For culinary artists like Cathy Fout, finding the perfect place to call home is like finding the perfect recipe. Born and raised in Fayette County, Fout found her place as a chef in the Mountain State. She showed an interest in cooking at an early age. “I would love to bake with my Easy-Bake Oven,” she said. “My mother was cooking for the family all the time. As children we would get recruited to help out with family meals.”
One of her fondest memories of growing up in West Virginia is riding in the back of her dad’s pick-up to go blackberry picking and using those berries to make cobblers and jelly.
Pursuing her culinary career, Chef Fout left West Virginia in 1982 to work in the restaurant industry in states including Florida and Indiana. In 2006, she returned to the state to be with her family. “It seemed natural to come back to West Virginia,” Fout said.
As food and beverage director of Chief Logan Lodge and Conference Center in Logan County, she takes great care in the food she prepares. “My inspiration for cooking comes from the happiness of others enjoying their food,” she said. The lodge restaurant serves numerous diners each year with food reminiscent of home.
Another culinary artist who found the right recipe to a happy life is Chef Nemat Odeh. Originally from Frankfurt, Germany, he now calls the Mountain State home. He was first introduced to West Virginia when his wife Barbara brought him here for a family reunion. “West Virginia has a very home-like atmosphere where everybody is part of one big family,” he said.
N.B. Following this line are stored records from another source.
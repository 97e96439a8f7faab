//! # docs-codegen
//!
//! Turns a folder of markdown documentation into C# view classes. Every
//! document becomes one `*.g.cs` file declaring an app class whose `Build()`
//! returns the document body as a markdown view. The folder tree supplies
//! namespaces and ordering; optional YAML frontmatter supplies the app
//! attribute (icon, title, order, group state) and the base class.
//!
//! # Pipeline
//!
//! ```text
//! 1. Resolve   docgen.toml + *.csproj  →  config, root namespace
//! 2. Scan      Docs/**/*.md            →  document descriptors
//! 3. Generate  descriptor              →  Out/**/*.g.cs   (parallel)
//! ```
//!
//! Stage 1 and 2 failures abort the run before anything is written. Stage 3
//! failures are per document: the batch completes and the report lists what
//! failed.
//!
//! # Module Map
//!
//! | Module | Role |
//! |--------|------|
//! | [`generate`] | The `convert` driver: fatal checks, parallel generation, report |
//! | [`scan`] | Input pattern parsing, document discovery, duplicate output detection |
//! | [`project`] | Locates the project descriptor and reads its root namespace |
//! | [`config`] | `docgen.toml` loading, validation, merging over stock defaults |
//! | [`naming`] | `N_name` ordinal prefix parser and identifier sanitizing |
//! | [`namespace`] | Folder path → output folder and namespace suffix |
//! | [`frontmatter`] | YAML frontmatter detection and metadata parsing |
//! | [`body`] | Body segmentation: frontmatter removal, line ending normalization |
//! | [`literal`] | C# string literal encoding (raw or escaped) |
//! | [`codegen`] | Order resolution, attribute line and class synthesis |
//! | [`types`] | Shared types: `DocumentDescriptor`, `GeneratedFile` |
//! | [`output`] | CLI output formatting for a convert report |
//!
//! # Design Decisions
//!
//! ## Filename Ordinals Win
//!
//! A `2_Intro.md` file is ordered 2 even when its frontmatter says
//! `order: 5`. The file tree is what authors see and reorder; frontmatter
//! order only fills in for unnumbered files. Projects that want the reverse
//! set `ordering.precedence = "metadata"`.
//!
//! ## Raw Literals With a Fallback
//!
//! Bodies are emitted as C# 11 raw string literals so the generated file
//! reads like the markdown it came from. The fence grows past the longest
//! run of quotes in the body. Content a raw literal cannot carry (carriage
//! returns, other control characters, whitespace-only lines) switches to a
//! regular escaped literal.

pub mod body;
pub mod codegen;
pub mod config;
pub mod frontmatter;
pub mod generate;
pub mod literal;
pub mod namespace;
pub mod naming;
pub mod output;
pub mod project;
pub mod scan;
pub mod types;

#[cfg(test)]
pub(crate) mod test_helpers;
His culinary journey has led him to many places like Switzerland, New York and Las Vegas before coming to West Virginia to serve as executive chef at Canaan Valley Resort.
Chef Odeh combines his international culinary experience with West Virginia’s regional cuisine. “I change the menu according to the season here,” he said. “I also use local produce and organic meats in my dishes to help support the local farmers.”
In addition to his duties as executive chef, he teaches classes known as the “Culinary University.” “It’s a really good opportunity to get involved with the local community,” he said. He is currently working on his second cook book, which includes recipes and a personal account of his life.
When he’s not in the kitchen, one of his favorite places to be is standing in front of his house in Riverton where he can look ahead and see mountains on either side of him. “It looks like a picture,” he said. “There’s nothing like it. This is where I would like to spend the rest of my life.”